The Effect of Extracellular Polyphosphate in the Process of Enhanced Biological Phosphorus Removal (EBPR): from the Perspective of Transformations of Extracellular Polyphosphate and Intracellular Energy-storing Substances

Abstract

Abstract The distributions and cycle changes of orthophosphate (ortho-P), polyphosphate (poly-P), glycogen and polyhydroxyalkanoates (PHAs) in the 2 reactors fed with acetate at 20°C or 35°C were investigated to understand the effect of extracellular polyphosphate (poly-P) in enhanced biological phosphorus removal (EBPR) process. The specific anaerobic-uptake acetate rate in the 20°C EBPR reactor was about 2.24 times that in the 35°C non-EBPR reactor.

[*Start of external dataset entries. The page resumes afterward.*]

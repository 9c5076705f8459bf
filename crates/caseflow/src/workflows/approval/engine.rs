//! Derived status and transition planning. Everything here is a pure read over
//! the template, the instance, and the grant table; the service facade applies
//! the resulting writes through the store.

use serde::Serialize;

use super::conditions::evaluate;
use super::identity::UserContext;
use super::instance::WorkflowInstance;
use super::permissions::{PermissionSet, PermissionType};
use super::service::ApprovalError;
use super::template::{StateDef, StateKind, TransitionDef, WorkflowTemplate};

/// The gate blocking the instance right now: which step, and a role able to
/// satisfy it.
#[derive(Debug, Clone, PartialEq, Eq, Serialize)]
pub struct RequiredApprover {
    pub role_code: String,
    pub step_index: u32,
}

/// Snapshot of an instance's position, recomputed on every read.
#[derive(Debug, Clone, Serialize)]
pub struct StatusView {
    pub instance_id: String,
    pub title: String,
    pub current_state: String,
    pub state_name: String,
    pub state_kind: StateKind,
    #[serde(skip_serializing_if = "Option::is_none")]
    pub form_number: Option<u32>,
    pub can_approve: bool,
    #[serde(skip_serializing_if = "Option::is_none")]
    pub required_approver: Option<RequiredApprover>,
    #[serde(skip_serializing_if = "Option::is_none")]
    pub pending_step: Option<u32>,
    pub total_steps: usize,
    pub completed_steps: usize,
    pub will_auto_advance: bool,
    #[serde(skip_serializing_if = "Option::is_none")]
    pub next_state_if_complete: Option<String>,
    pub is_terminal: bool,
}

/// One outgoing transition with its current condition verdict.
#[derive(Debug, Clone, Serialize)]
pub struct TransitionView {
    pub transition_id: String,
    pub to_state: String,
    #[serde(skip_serializing_if = "Option::is_none")]
    pub label: Option<String>,
    pub condition_type: &'static str,
    pub condition_met: bool,
}

pub(crate) fn current_state<'a>(
    template: &'a WorkflowTemplate,
    instance: &WorkflowInstance,
) -> Result<&'a StateDef, ApprovalError> {
    template
        .state(&instance.current_state)
        .ok_or_else(|| ApprovalError::UnknownState(instance.current_state.clone()))
}

/// Lowest incomplete step index. Steps complete in any order, so this is a
/// display hint rather than a gate.
pub(crate) fn pending_step<'a>(
    state: &'a StateDef,
    instance: &WorkflowInstance,
) -> Option<&'a super::template::StepDef> {
    state
        .steps
        .iter()
        .filter(|step| !instance.is_step_complete(&state.code, step.index))
        .min_by_key(|step| step.index)
}

pub(crate) fn all_steps_complete(state: &StateDef, instance: &WorkflowInstance) -> bool {
    state
        .steps
        .iter()
        .all(|step| instance.is_step_complete(&state.code, step.index))
}

/// Target of the linear fallback: only states without explicit transitions
/// advance by `order`.
pub(crate) fn auto_advance_target<'a>(
    template: &'a WorkflowTemplate,
    state_code: &str,
) -> Option<&'a StateDef> {
    if !template.transitions_from(state_code).is_empty() {
        return None;
    }
    template.next_state_by_order(state_code)
}

pub fn status(
    template: &WorkflowTemplate,
    instance: &WorkflowInstance,
    permissions: &PermissionSet,
    user: &UserContext,
) -> Result<StatusView, ApprovalError> {
    let state = current_state(template, instance)?;

    let can_approve = state.steps.iter().any(|step| {
        !instance.is_step_complete(&state.code, step.index)
            && (user.is_superuser || user.holds_any(&step.required_roles))
            && permissions.step_approve_allows(user, &instance.created_by, &state.code, step.index)
    });

    let pending = pending_step(state, instance);
    let required_approver = pending.and_then(|step| {
        step.required_roles.first().map(|role| RequiredApprover {
            role_code: role.clone(),
            step_index: step.index,
        })
    });

    let fallback_target = auto_advance_target(template, &state.code);
    let is_terminal = template.transitions_from(&state.code).is_empty()
        && template.next_state_by_order(&state.code).is_none();

    Ok(StatusView {
        instance_id: instance.id.to_string(),
        title: instance.title.clone(),
        current_state: state.code.clone(),
        state_name: state.name.clone(),
        state_kind: state.kind,
        form_number: state.form_number,
        can_approve,
        required_approver,
        pending_step: pending.map(|step| step.index),
        total_steps: state.steps.len(),
        completed_steps: instance.completed_in_state(&state.code),
        will_auto_advance: fallback_target.is_some(),
        next_state_if_complete: fallback_target.map(|target| target.code.clone()),
        is_terminal,
    })
}

pub fn available_transitions(
    template: &WorkflowTemplate,
    instance: &WorkflowInstance,
) -> Result<Vec<TransitionView>, ApprovalError> {
    let state = current_state(template, instance)?;

    Ok(template
        .transitions_from(&state.code)
        .into_iter()
        .map(|transition| TransitionView {
            transition_id: transition.id.clone(),
            to_state: transition.to_state.clone(),
            label: transition.label.clone(),
            condition_type: transition.condition.condition_type(),
            condition_met: evaluate(&transition.condition, state, instance),
        })
        .collect())
}

/// Validate a requested transition without applying it. Checks run in order:
/// permission, existence/origin, condition.
pub fn plan_transition<'a>(
    template: &'a WorkflowTemplate,
    instance: &WorkflowInstance,
    permissions: &PermissionSet,
    user: &UserContext,
    transition_id: &str,
) -> Result<&'a TransitionDef, ApprovalError> {
    let state = current_state(template, instance)?;

    if !permissions.state_allows(
        user,
        &instance.created_by,
        &state.code,
        PermissionType::Transition,
    ) {
        return Err(ApprovalError::PermissionDenied {
            permission: PermissionType::Transition,
        });
    }

    let transition = template
        .transition(transition_id)
        .filter(|transition| transition.from_state == state.code)
        .ok_or_else(|| ApprovalError::InvalidTransition(transition_id.to_string()))?;

    if !evaluate(&transition.condition, state, instance) {
        return Err(ApprovalError::ConditionNotMet(transition.id.clone()));
    }

    Ok(transition)
}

The anaerobic-hydrolysis and the aerobic-synthesis amounts of intracellular glycogen in the former were only half those in the latter, with the comparable corresponding-transformation amounts of intracellular PHAs between the 2 reactors. The anaerobic-hydrolysis / aerobic-synthesis of extracellular poly-P and the anaerobic-release / aerobic-uptake of intracellular ortho-P occurred in the 20°C EBPR sludge, corresponding to the lower transformation level of intracellular glycogen and the higher anaerobic-uptake rate of acetate. A hypothesis that the anaerobic-hydrolysis of extracellular poly-P could accelerate the acetate migration though anion-exchange was proposed. In addition, phosphorus accumulating organisms (PAOs) was the microbial population basis for the existence and transformation of extracellular poly-P.